Gamzee smirked, "I didn't know my honking all up and motherfucking affected you like that, bro."
Karkat's face lit up bright red. "It doesn't, you fuckass."
"Are you sure? Maybe we can go to the horn pile and have sloppy makeouts, then." Gamzee honked.
"Well, what about Terezi?" Karkat reminded him.
"Well, what about Terezi? I'm so lonely. Even Tavbro won't have sloppy makeout time with me." Gamzee pouted.
"Ehh..." Karkat groaned, "But, what if I'm just...bad?"
"Then I'll give you some of my motherfuckin' pie, man! No big." Gamzee draped his arm over Karkat's shoulders, and whispered, "So...you in or what, motherfucker?"'
"Don't want that shit...and...I guess..." Karkat bit his lip.
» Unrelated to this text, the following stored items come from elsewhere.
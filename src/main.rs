use actix_web::{
    get, middleware,
    web::Data,
    App, HttpRequest, HttpResponse, HttpServer, Responder,
};
use prometheus::{Encoder, TextEncoder};
use tracing::{info, warn};

pub use controller::{telemetry, Manager};

#[get("/metrics")]
async fn metrics(c: Data<Manager>, _req: HttpRequest) -> impl Responder {
    let metrics = c.metrics();
    let encoder = TextEncoder::new();
    let mut buffer = vec![];
    encoder.encode(&metrics, &mut buffer).unwrap();
    HttpResponse::Ok().body(buffer)
}

#[get("/health")]
async fn health(_: HttpRequest) -> impl Responder {
    HttpResponse::Ok().json("healthy")
}

#[get("/")]
async fn index(c: Data<Manager>, _req: HttpRequest) -> impl Responder {
    let state = c.state().await;
    HttpResponse::Ok().json(&state)
}

#[tokio::main]
async fn main() -> anyhow::Result<()> {
    telemetry::init().await;

    // Start kubernetes controller
    let (manager, drainer) = Manager::new().await;

    // Start web server
    let server = HttpServer::new(move || {
        App::new()
            .app_data(Data::new(manager.clone()))
            .wrap(middleware::Logger::default().exclude("/health"))
            .service(index)
            .service(health)
            .service(metrics)
    })
    .bind("0.0.0.0:8080")?
    .shutdown_timeout(5);

    // Both runtimes implement graceful shutdown, so poll until both are done
    tokio::select! {
        _ = drainer => warn!("controller drained"),
        _ = server.run() => info!("actix exited"),
    }
    Ok(())
}
use async_trait::async_trait;
use k8s_openapi::api::apps::v1::Deployment;
use kube::{
    api::{Api, DeleteParams, PostParams, ResourceExt},
    client::Client,
    Resource,
};

use crate::api::microservice::Microservice;
use crate::{Error, Result};

/// The slice of cluster state the reconciler touches, injected as a
/// capability so tests can substitute an in-memory fake.
///
/// Gets map not-found to `Ok(None)`; delete maps not-found to `Ok(())`.
/// Everything else surfaces as a retryable [`Error`].
#[async_trait]
pub trait ClusterStore: Send + Sync {
    async fn get_microservice(&self, namespace: &str, name: &str) -> Result<Option<Microservice>>;

    /// Persist a metadata update on the parent. Spec is never written here.
    async fn update_microservice(&self, msvc: &Microservice) -> Result<Microservice>;

    async fn get_deployment(&self, namespace: &str, name: &str) -> Result<Option<Deployment>>;

    async fn create_deployment(&self, deployment: &Deployment) -> Result<Deployment>;

    /// Full-replace (PUT) of an existing Deployment. The caller is expected
    /// to have set `metadata.resource_version` from the live object.
    async fn replace_deployment(&self, deployment: &Deployment) -> Result<Deployment>;

    async fn delete_deployment(&self, namespace: &str, name: &str) -> Result<()>;
}

/// Production store backed by the kube client.
#[derive(Clone)]
pub struct KubeStore {
    client: Client,
}

impl KubeStore {
    pub fn new(client: Client) -> Self {
        Self { client }
    }

    fn microservices(&self, namespace: &str) -> Api<Microservice> {
        Api::namespaced(self.client.clone(), namespace)
    }

    fn deployments(&self, namespace: &str) -> Api<Deployment> {
        Api::namespaced(self.client.clone(), namespace)
    }
}

#[async_trait]
impl ClusterStore for KubeStore {
    async fn get_microservice(&self, namespace: &str, name: &str) -> Result<Option<Microservice>> {
        self.microservices(namespace)
            .get_opt(name)
            .await
            .map_err(Error::KubeError)
    }

    async fn update_microservice(&self, msvc: &Microservice) -> Result<Microservice> {
        let namespace = msvc
            .namespace()
            .ok_or(Error::MissingObjectKey(".metadata.namespace"))?;
        let name = msvc
            .meta()
            .name
            .clone()
            .ok_or(Error::MissingObjectKey(".metadata.name"))?;
        self.microservices(&namespace)
            .replace(&name, &PostParams::default(), msvc)
            .await
            .map_err(Error::KubeError)
    }

    async fn get_deployment(&self, namespace: &str, name: &str) -> Result<Option<Deployment>> {
        self.deployments(namespace)
            .get_opt(name)
            .await
            .map_err(Error::KubeError)
    }

    async fn create_deployment(&self, deployment: &Deployment) -> Result<Deployment> {
        let namespace = deployment
            .namespace()
            .ok_or(Error::MissingObjectKey(".metadata.namespace"))?;
        self.deployments(&namespace)
            .create(&PostParams::default(), deployment)
            .await
            .map_err(Error::KubeError)
    }

    async fn replace_deployment(&self, deployment: &Deployment) -> Result<Deployment> {
        let namespace = deployment
            .namespace()
            .ok_or(Error::MissingObjectKey(".metadata.namespace"))?;
        let name = deployment
            .meta()
            .name
            .clone()
            .ok_or(Error::MissingObjectKey(".metadata.name"))?;
        self.deployments(&namespace)
            .replace(&name, &PostParams::default(), deployment)
            .await
            .map_err(Error::KubeError)
    }

    async fn delete_deployment(&self, namespace: &str, name: &str) -> Result<()> {
        match self
            .deployments(namespace)
            .delete(name, &DeleteParams::default())
            .await
        {
            Ok(_) => Ok(()),
            Err(kube::Error::Api(ae)) if ae.code == 404 => Ok(()),
            Err(e) => Err(Error::KubeError(e)),
        }
    }
}
pub mod microservice;
pub mod store;

pub use microservice::{desired_deployment, reconcile_at, Manager, MICROSERVICE_FINALIZER};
Gamzee shrugged, "Suit yourself, more pie for me. Anyways," he looked around, "where did I put that motherfuckin' horn pile?"
"Wasn't it in the corner?" Karkat asked.
"Maybe, but all there is now are a bunch of potions." Gamzee rubbed his chin thoughtfully.
"All those are, are blood." Karkat glared at him.
"Naw man, those are potions, and those potions are miracles." His smile was dopey and full of sopor.
"Whatever," Karkat looked at him, and blushed a little more.
"I guess if we can't find my horn pile, we'll just get our motherfuckin' jam on this pile of potions...or pile of miracles." Gamzees hands imitated a rainbow, and he had a look of awe in his eyes. Karkat just laughed and hugged him. "Aww, you adorable as fuck motherfucker." Gamzee hugged Karkat back and nuzzled into his hair. Karkat laughed awkwardly and kissed Gamzee's neck lightly. "Let's just find the horn pile, okay?"